| Exercise instructions |
Each record should be copied exactly, and none of them omitted.

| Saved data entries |
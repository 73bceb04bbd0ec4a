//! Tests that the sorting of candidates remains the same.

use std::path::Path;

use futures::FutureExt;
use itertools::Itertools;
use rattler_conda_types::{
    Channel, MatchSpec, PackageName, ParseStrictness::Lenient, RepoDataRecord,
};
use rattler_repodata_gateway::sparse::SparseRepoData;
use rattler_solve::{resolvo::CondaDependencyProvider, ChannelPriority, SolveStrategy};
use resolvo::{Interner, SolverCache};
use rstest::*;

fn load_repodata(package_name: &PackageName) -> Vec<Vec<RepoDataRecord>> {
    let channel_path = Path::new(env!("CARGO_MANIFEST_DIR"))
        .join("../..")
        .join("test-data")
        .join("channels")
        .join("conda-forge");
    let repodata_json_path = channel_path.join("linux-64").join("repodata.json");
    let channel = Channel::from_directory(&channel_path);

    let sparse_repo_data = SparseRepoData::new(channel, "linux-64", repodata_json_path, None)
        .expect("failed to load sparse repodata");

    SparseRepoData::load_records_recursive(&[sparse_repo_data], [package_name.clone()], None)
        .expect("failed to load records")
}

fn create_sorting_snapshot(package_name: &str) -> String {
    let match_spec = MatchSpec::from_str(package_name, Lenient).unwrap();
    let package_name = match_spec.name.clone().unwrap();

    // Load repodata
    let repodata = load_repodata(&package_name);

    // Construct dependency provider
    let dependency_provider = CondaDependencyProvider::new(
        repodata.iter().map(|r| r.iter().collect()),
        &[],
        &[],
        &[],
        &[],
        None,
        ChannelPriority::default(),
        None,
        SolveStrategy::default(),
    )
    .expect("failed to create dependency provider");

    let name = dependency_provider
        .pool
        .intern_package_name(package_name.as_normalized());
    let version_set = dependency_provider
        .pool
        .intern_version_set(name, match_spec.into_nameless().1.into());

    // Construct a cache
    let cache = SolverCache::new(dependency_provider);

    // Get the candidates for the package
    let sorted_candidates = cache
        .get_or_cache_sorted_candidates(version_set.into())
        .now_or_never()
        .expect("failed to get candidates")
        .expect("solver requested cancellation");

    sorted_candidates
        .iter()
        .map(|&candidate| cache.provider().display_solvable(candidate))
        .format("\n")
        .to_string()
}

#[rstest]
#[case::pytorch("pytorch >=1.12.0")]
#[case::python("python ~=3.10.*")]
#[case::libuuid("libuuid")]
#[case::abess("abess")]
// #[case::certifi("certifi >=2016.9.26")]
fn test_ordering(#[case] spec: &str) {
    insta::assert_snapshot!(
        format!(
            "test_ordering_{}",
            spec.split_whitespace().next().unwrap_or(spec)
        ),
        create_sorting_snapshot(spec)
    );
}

| Answer to this exercise |
repository 73bceb04bbd0ec4a
//! Tests that the sorting of candidates remains the same.

use std::path::Path;

use futures::FutureExt;
use itertools::Itertools;
use rattler_conda_types::{
    Channel, MatchSpec, PackageName, ParseStrictness::Lenient, RepoDataRecord,
};
use rattler_repodata_gateway::sparse::SparseRepoData;
use rattler_solve::{resolvo::CondaDependencyProvider, ChannelPriority, SolveStrategy};
use resolvo::{Interner, SolverCache};
use rstest::*;

fn load_repodata(package_name: &PackageName) -> Vec<Vec<RepoDataRecord>> {
    let channel_path = Path::new(env!("CARGO_MANIFEST_DIR"))
        .join("../..")
        .join("test-data")
        .join("channels")
        .join("conda-forge");
    let repodata_json_path = channel_path.join("linux-64").join("repodata.json");
    let channel = Channel::from_directory(&channel_path);

    let sparse_repo_data = SparseRepoData::new(channel, "linux-64", repodata_json_path, None)
        .expect("failed to load sparse repodata");

    SparseRepoData::load_records_recursive(&[sparse_repo_data], [package_name.clone()], None)
        .expect("failed to load records")
}

fn create_sorting_snapshot(package_name: &str) -> String {
    let match_spec = MatchSpec::from_str(package_name, Lenient).unwrap();
    let package_name = match_spec.name.clone().unwrap();

    // Load repodata
    let repodata = load_repodata(&package_name);

    // Construct dependency provider
    let dependency_provider = CondaDependencyProvider::new(
        repodata.iter().map(|r| r.iter().collect()),
        &[],
        &[],
        &[],
        &[],
        None,
        ChannelPriority::default(),
        None,
        SolveStrategy::default(),
    )
    .expect("failed to create dependency provider");

    let name = dependency_provider
        .pool
        .intern_package_name(package_name.as_normalized());
    let version_set = dependency_provider
        .pool
        .intern_version_set(name, match_spec.into_nameless().1.into());

    // Construct a cache
    let cache = SolverCache::new(dependency_provider);

    // Get the candidates for the package
    let sorted_candidates = cache
        .get_or_cache_sorted_candidates(version_set.into())
        .now_or_never()
        .expect("failed to get candidates")
        .expect("solver requested cancellation");

    sorted_candidates
        .iter()
        .map(|&candidate| cache.provider().display_solvable(candidate))
        .format("\n")
        .to_string()
}

#[rstest]
#[case::pytorch("pytorch >=1.12.0")]
#[case::python("python ~=3.10.*")]
#[case::libuuid("libuuid")]
#[case::abess("abess")]
// #[case::certifi("certifi >=2016.9.26")]
fn test_ordering(#[case] spec: &str) {
    insta::assert_snapshot!(
        format!(
            "test_ordering_{}",
            spec.split_whitespace().next().unwrap_or(spec)
        ),
        create_sorting_snapshot(spec)
    );
}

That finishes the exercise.